O Duque Abel Livanov brincou com a carta em suas mãos. Claro, chamar de carta era eufemismo, estava mais para um arremedo de bilhete. Na face frontal, um símbolo selado a fogo de uma mão espalmada no centro de um círculo identificava o remetente. Albert Corentin, líder da Mão Espectral de Valkaria, um dos braços criminosos que controlavam a temida Adaga de Midron. 
 "Se quer um trabalho bem feito, contrate o melhor."
 Abriu desleixadamente a carta-bilhete, antevendo seu conteúdo. Leu calmamente, deleitando-se com cada linha, cada letra da grafia rebuscada de Albert:

"Caro Renaud,
Tenho em minha posse informações de seu interesse. 
Receio que sua encomenda não poderá ser entregue porém, ela existe de fato. Ofereci em sacrifício o belo casal de raposas que me mandou caçar, espero que não se importe. 
Foi um ótimo espetáculo e uma gloriosa caçada. 
Envio juntamente com a carta seu estimado brasão assim como a garantia que não terá jamais problemas com  raposas.
Minhas mais altas estimas de boa sorte,
A. C."

Estava feito, finalmente. Os desgraçados sortudos encontraram. Conseguiram, no fim. Talvez fosse mais justo tê-los deixado viver mas, há justiça no mundo dos homens?
Ele existe! 
O grilhão existe afinal. Não poderia ter recebido mais auspiciosa notícia. O problema era usá-lo, uma vez que ele jaz no pescoço da dragoa. Mas isso era um problema para depois, para outro grupo de aventureiros, para outra contenda. Por hora estava satisfeito.
Os únicos que sabiam da sua existência e da sua ambição, os pobres Crown de Malpetrim, estavam inapelavelmente mortos. Seus planos poderiam prosseguir. Seu conhaque estava magnífico, seus negócios prosperando e sua mulher, grávida.
Tinha sido um excelente mês.

14 comentários:

R-E-N-A-T-O disse...

Algo me diz que os Crown estão vivos ainda né?! Hehehe... E provavelmente há pistas nas Uivantes de ondem encontrá-los. Bom saber...
Bom conto, continua bom.

Aldenor disse...

Achei a Beluhga um tanto malvadinha... mesmo uma dragoa, ela é neutra e bondosa hahaahaha.
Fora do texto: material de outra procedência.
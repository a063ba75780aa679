//! Indexer HTTP client with timeout and failover handling.
//!
//! # Responsibilities
//! - Query jetton and native balances
//! - Derive a jetton wallet address for an owner
//! - Forward legacy relay transfers
//! - Handle timeouts and network errors, failing over between endpoints

use std::time::Duration;

use reqwest::{Method, RequestBuilder};
use serde::de::DeserializeOwned;
use tokio::time::timeout;
use tracing::instrument;
use url::Url;

use crate::config::IndexerConfig;
use crate::indexer::types::{
    AccountInfo, IndexerError, IndexerResult, JettonBalance, MethodExecution, RelayTransferRequest,
};
use crate::observability::metrics;

/// HTTP client for a tonapi-compatible indexer.
#[derive(Clone)]
pub struct IndexerClient {
    http: reqwest::Client,
    /// Base URLs without trailing slash (primary first).
    endpoints: Vec<String>,
    api_key: Option<String>,
    timeout_duration: Duration,
}

impl IndexerClient {
    /// Create a new indexer client.
    ///
    /// The primary URL must parse; invalid failover URLs are skipped with a warning.
    pub fn new(config: &IndexerConfig) -> IndexerResult<Self> {
        let primary = normalize_endpoint(&config.base_url)?;
        let mut endpoints = vec![primary];

        for url in &config.failover_urls {
            match normalize_endpoint(url) {
                Ok(endpoint) => endpoints.push(endpoint),
                Err(e) => tracing::warn!(url = %url, error = %e, "Ignoring invalid failover indexer URL"),
            }
        }

        let timeout_duration = Duration::from_secs(config.timeout_secs);
        let http = reqwest::Client::builder()
            .user_agent(concat!("ton-wallet-link/", env!("CARGO_PKG_VERSION")))
            .build()?;

        tracing::debug!(
            primary = %endpoints[0],
            failovers = endpoints.len() - 1,
            timeout_secs = config.timeout_secs,
            "Indexer client initialized"
        );

        Ok(Self {
            http,
            endpoints,
            api_key: config.api_key.clone(),
            timeout_duration,
        })
    }

    /// Fetch the jetton balance entry of `account` for jetton master `jetton`.
    #[instrument(skip(self))]
    pub async fn jetton_balance(&self, account: &str, jetton: &str) -> IndexerResult<JettonBalance> {
        self.get_json("jetton_balance", &["v2", "accounts", account, "jettons", jetton], &[])
            .await
    }

    /// Fetch the jetton balance of `account` as a base-unit decimal string.
    pub async fn token_balance(&self, account: &str, jetton: &str) -> IndexerResult<String> {
        Ok(self.jetton_balance(account, jetton).await?.balance)
    }

    /// Fetch the native balance of `account` in nanotons.
    #[instrument(skip(self))]
    pub async fn account_balance(&self, account: &str) -> IndexerResult<u128> {
        let info: AccountInfo = self.get_json("account", &["v2", "accounts", account], &[]).await?;
        Ok(info.balance)
    }

    /// Derive the jetton wallet address that `owner` holds for jetton master `master`.
    ///
    /// Runs `get_wallet_address` on the master. If the indexer cannot decode the
    /// result, falls back to the wallet reported by the balance endpoint.
    #[instrument(skip(self))]
    pub async fn jetton_wallet_address(&self, master: &str, owner: &str) -> IndexerResult<String> {
        let path = ["v2", "blockchain", "accounts", master, "methods", "get_wallet_address"];
        let exec: MethodExecution = self
            .get_json("get_wallet_address", &path, &[("args", owner)])
            .await?;

        if let Some(address) = exec.jetton_wallet_address() {
            return Ok(address.to_string());
        }

        tracing::debug!(
            exit_code = exec.exit_code,
            "get_wallet_address not decoded, falling back to balance endpoint"
        );
        self.jetton_balance(owner, master)
            .await?
            .wallet_address
            .map(|wallet| wallet.address)
            .ok_or_else(|| IndexerError::Decode("jetton wallet address missing".to_string()))
    }

    /// Hand a token transfer to the indexer relay endpoint.
    ///
    /// Not idempotent, so only the primary endpoint is used.
    #[instrument(skip(self))]
    pub async fn relay_token_transfer(
        &self,
        to: &str,
        token: &str,
        amount: &str,
    ) -> IndexerResult<serde_json::Value> {
        let endpoint = "relay_transfer";
        let url = endpoint_url(&self.endpoints[0], &["address", to, "send"])?;
        let body = RelayTransferRequest {
            token: token.to_string(),
            amount: amount.to_string(),
        };

        metrics::record_indexer_request(endpoint);
        let request = self.request(Method::POST, url).json(&body);
        self.execute(endpoint, request).await
    }

    /// GET a JSON document, trying each endpoint in order.
    ///
    /// `path` holds raw segments; each one is percent-encoded on its own.
    async fn get_json<T: DeserializeOwned>(
        &self,
        endpoint: &'static str,
        path: &[&str],
        query: &[(&str, &str)],
    ) -> IndexerResult<T> {
        let mut last_error = None;

        for (i, base) in self.endpoints.iter().enumerate() {
            let url = endpoint_url(base, path)?;
            metrics::record_indexer_request(endpoint);
            let request = self.request(Method::GET, url).query(query);

            match self.execute(endpoint, request).await {
                Ok(value) => return Ok(value),
                Err(e) if e.is_retryable() => {
                    tracing::warn!(endpoint_idx = i, error = %e, "Indexer error, trying next endpoint");
                    last_error = Some(e);
                }
                Err(e) => return Err(e),
            }
        }

        Err(last_error.unwrap_or_else(|| IndexerError::Decode("no indexer endpoints".to_string())))
    }

    fn request(&self, method: Method, url: Url) -> RequestBuilder {
        let builder = self.http.request(method, url);
        match &self.api_key {
            Some(key) => builder.bearer_auth(key),
            None => builder,
        }
    }

    /// Send a request under the timeout and decode a JSON body.
    async fn execute<T: DeserializeOwned>(
        &self,
        endpoint: &'static str,
        request: RequestBuilder,
    ) -> IndexerResult<T> {
        let result = timeout(self.timeout_duration, send_and_decode::<T>(request)).await;

        let outcome = match result {
            Ok(outcome) => outcome,
            Err(_) => Err(IndexerError::Timeout(self.timeout_duration.as_secs())),
        };

        if let Err(e) = &outcome {
            metrics::record_indexer_failure(endpoint, failure_reason(e));
        }
        outcome
    }

    /// Base URLs in the order they are tried.
    pub fn endpoints(&self) -> &[String] {
        &self.endpoints
    }
}

impl std::fmt::Debug for IndexerClient {
    fn fmt(&self, f: &mut std::fmt::Formatter<'_>) -> std::fmt::Result {
        f.debug_struct("IndexerClient")
            .field("endpoints", &self.endpoints)
            .field("has_api_key", &self.api_key.is_some())
            .field("timeout", &self.timeout_duration)
            .finish()
    }
}

async fn send_and_decode<T: DeserializeOwned>(request: RequestBuilder) -> IndexerResult<T> {
    let response = request.send().await?;
    let status = response.status();
    let text = response.text().await?;

    if !status.is_success() {
        return Err(IndexerError::Status {
            status: status.as_u16(),
            body: text,
        });
    }

    serde_json::from_str::<T>(&text).map_err(|e| IndexerError::Decode(e.to_string()))
}

/// Append `segments` to `base`, encoding characters such as `/` inside a segment.
fn endpoint_url(base: &str, segments: &[&str]) -> IndexerResult<Url> {
    let invalid = |reason: String| IndexerError::Endpoint {
        url: base.to_string(),
        reason,
    };
    let mut url = Url::parse(base).map_err(|e| invalid(e.to_string()))?;
    url.path_segments_mut()
        .map_err(|_| invalid("cannot be a base URL".to_string()))?
        .pop_if_empty()
        .extend(segments);
    Ok(url)
}

fn normalize_endpoint(raw: &str) -> IndexerResult<String> {
    let parsed = Url::parse(raw).map_err(|e| IndexerError::Endpoint {
        url: raw.to_string(),
        reason: e.to_string(),
    })?;
    if !matches!(parsed.scheme(), "http" | "https") {
        return Err(IndexerError::Endpoint {
            url: raw.to_string(),
            reason: format!("unsupported scheme '{}'", parsed.scheme()),
        });
    }
    Ok(raw.trim_end_matches('/').to_string())
}

fn failure_reason(error: &IndexerError) -> &'static str {
    match error {
        IndexerError::Endpoint { .. } => "endpoint",
        IndexerError::Http(_) => "transport",
        IndexerError::Status { .. } => "status",
        IndexerError::Timeout(_) => "timeout",
        IndexerError::Decode(_) => "decode",
    }
}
Vivos? Eles haviam surgido como fantasmas depois daquela época em que os mortos se ergueram de suas tumbas quando o Panteão ficou com 19 deuses.

Pra mim, eles tão mortos... foram sacrificados aí pelo tal Albert.

Maneiro o texto!

Capuccino disse...

parece q teremos mais gente nova no pedaço ^^


Essa beluhga ta mt gostosa, imaginei mo loirona nordica, jesus.

Jesus nao, odin XD

Aldenor disse...

Caralho, vcs não sabem ler. AHAHAHAHAHAHAHAHA

R-E-N-A-T-O disse...

Apareceram como fantasmas, mas nem lembro disso, Vc só narrou isso e não mestrou. E minha imaginação é fértil. Fantasma pode ser ilusão! haha

Aldenor disse...

AHAHHAAH!
Verdade! AHAHAHA

Marins disse...

gostei.

jogo domingo, donde?

Aldenor disse...

Está escrito: Daniel's Lair

Dudu disse...

Arrasa!!!

Meus pais tão vivos!!
E eles são fodas!

To dentro do jogo. Até amanha, beijo!

zizoo disse...

esses posts menores no blog sao melhores do que os pergaminhos interminaveis qu vcs arrumavam

Aldenor disse...

Vc tem que clicar no "Agora Termina essa porra..." pra ver o resto do "pergaminho interminável"... ahahuahuahuahua

Unknown disse...

ata que pena e eu achando que na era do twitter onde todo mundo consege se expressar com poucos carcteres vcs continuam escrevendo livros semanalmente

Lucas disse...
Este comentário foi removido pelo autor.
Lucas disse...

Pronto agora oficialmente eu estou seguindo o Blog!